§ Action item: Set down, character for character, everything in the records below from the line holding "licensed under DCO" down to the line holding "be included in", and no other line.

Data for analysis START

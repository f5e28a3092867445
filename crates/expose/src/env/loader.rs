// Copyright (c) 2025 Zensical and contributors

// SPDX-License-Identifier: MIT
// Third-party contributions licensed under DCO

// Permission is hereby granted, free of charge, to any person obtaining a copy
// of this software and associated documentation files (the "Software"), to
// deal in the Software without restriction, including without limitation the
// rights to use, copy, modify, merge, publish, distribute, sublicense, and/or
// sell copies of the Software, and to permit persons to whom the Software is
// furnished to do so, subject to the following conditions:

// The above copyright notice and this permission notice shall be included in
// all copies or substantial portions of the Software.

// THE SOFTWARE IS PROVIDED "AS IS", WITHOUT WARRANTY OF ANY KIND, EXPRESS OR
// IMPLIED, INCLUDING BUT NOT LIMITED TO THE WARRANTIES OF MERCHANTABILITY,
// FITNESS FOR A PARTICULAR PURPOSE AND NON-INFRINGEMENT. IN NO EVENT SHALL THE
// AUTHORS OR COPYRIGHT HOLDERS BE LIABLE FOR ANY CLAIM, DAMAGES OR OTHER
// LIABILITY, WHETHER IN AN ACTION OF CONTRACT, TORT OR OTHERWISE, ARISING
// FROM, OUT OF OR IN CONNECTION WITH THE SOFTWARE OR THE USE OR OTHER DEALINGS
// IN THE SOFTWARE.

// ----------------------------------------------------------------------------

//! Template loader.

use minijinja::{Error, ErrorKind};
use std::path::{Component, Path, PathBuf};
use std::{fs, io};

// ----------------------------------------------------------------------------
// Structs
// ----------------------------------------------------------------------------

/// Template loader searching a list of directories.
///
/// Directories are searched in order, so templates in earlier directories
/// shadow those of the same name in later ones. Template names are resolved
/// relative to each directory and may never leave it.
#[derive(Clone, Debug)]
pub struct Loader {
    /// Template search directories.
    dirs: Vec<PathBuf>,
}

// ----------------------------------------------------------------------------
// Implementations
// ----------------------------------------------------------------------------

impl Loader {
    /// Creates a template loader.
    pub fn new<I>(dirs: I) -> Self
    where
        I: IntoIterator<Item = PathBuf>,
    {
        Self {
            dirs: dirs.into_iter().collect(),
        }
    }

    /// Loads a template by name.
    ///
    /// Absolute names and names with `.` or `..` components are treated as
    /// missing, so views can't reach files outside the search directories.
    ///
    /// # Errors
    ///
    /// Missing files fall through to the next directory, but any other I/O
    /// error fails the lookup, naming the file that couldn't be read.
    pub fn load(&self, name: &str) -> Result<Option<String>, Error> {
        let Some(name) = relative(name) else {
            return Ok(None);
        };
        self.dirs
            .iter()
            .map(|dir| dir.join(name))
            .find_map(|path| read(&path).transpose())
            .transpose()
    }
}

// ----------------------------------------------------------------------------
// Functions
// ----------------------------------------------------------------------------

/// Returns the name as a path, if it only consists of normal components.
fn relative(name: &str) -> Option<&Path> {
    let path = Path::new(name);
    path.components()
        .all(|component| matches!(component, Component::Normal(_)))
        .then_some(path)
}

/// Reads a template file, returning nothing if it doesn't exist.
fn read(path: &Path) -> Result<Option<String>, Error> {
    match fs::read_to_string(path) {
        Ok(source) => {
            #[cfg(feature = "tracing")]
            tracing::debug!(path = %path.display(), "loaded template");
            Ok(Some(source))
        }
        Err(err) if err.kind() == io::ErrorKind::NotFound => Ok(None),
        Err(err) => {
            let detail = format!("could not read {}", path.display());
            let inner = Error::new(ErrorKind::InvalidOperation, detail);
            Err(inner.with_source(err))
        }
    }
}

// ----------------------------------------------------------------------------
// Tests
// ----------------------------------------------------------------------------

#[cfg(test)]
mod tests {
    use std::env;

    use super::*;

    fn scratch(name: &str) -> PathBuf {
        let dir = env::temp_dir()
            .join(format!("expose-loader-{}-{name}", std::process::id()));
        fs::create_dir_all(&dir).expect("scratch directory");
        dir
    }

    #[test]
    fn test_earlier_directories_take_precedence() {
        let a = scratch("a");
        let b = scratch("b");
        fs::write(a.join("page.html"), "from a").expect("write");
        fs::write(b.join("page.html"), "from b").expect("write");
        fs::write(b.join("only.html"), "only b").expect("write");

        let loader = Loader::new([a.clone(), b.clone()]);
        let load = |name| loader.load(name).expect("load");
        assert_eq!(load("page.html").as_deref(), Some("from a"));
        assert_eq!(load("only.html").as_deref(), Some("only b"));
        assert_eq!(load("missing.html"), None);

        let _ = fs::remove_dir_all(a);
        let _ = fs::remove_dir_all(b);
    }

    #[test]
    fn test_traversal_is_missing() {
        let dir = scratch("c");
        let loader = Loader::new([dir.join("nested")]);
        fs::write(dir.join("secret.txt"), "secret").expect("write");
        assert_eq!(loader.load("../secret.txt").ok().flatten(), None);
        assert_eq!(loader.load("./secret.txt").ok().flatten(), None);
        assert_eq!(loader.load("/etc/passwd").ok().flatten(), None);
        let _ = fs::remove_dir_all(dir);
    }

    #[test]
    fn test_unreadable_templates_fail() {
        let dir = scratch("d");
        fs::create_dir_all(dir.join("page.html")).expect("directory");
        let loader = Loader::new([dir.clone()]);
        let err = loader.load("page.html").expect_err("unreadable");
        assert!(err.to_string().contains("page.html"));
        let _ = fs::remove_dir_all(dir);
    }
}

Data for analysis END

§ Written reply:
// Third-party contributions licensed under DCO

// Permission is hereby granted, free of charge, to any person obtaining a copy
// of this software and associated documentation files (the "Software"), to
// deal in the Software without restriction, including without limitation the
// rights to use, copy, modify, merge, publish, distribute, sublicense, and/or
// sell copies of the Software, and to permit persons to whom the Software is
// furnished to do so, subject to the following conditions:

// The above copyright notice and this permission notice shall be included in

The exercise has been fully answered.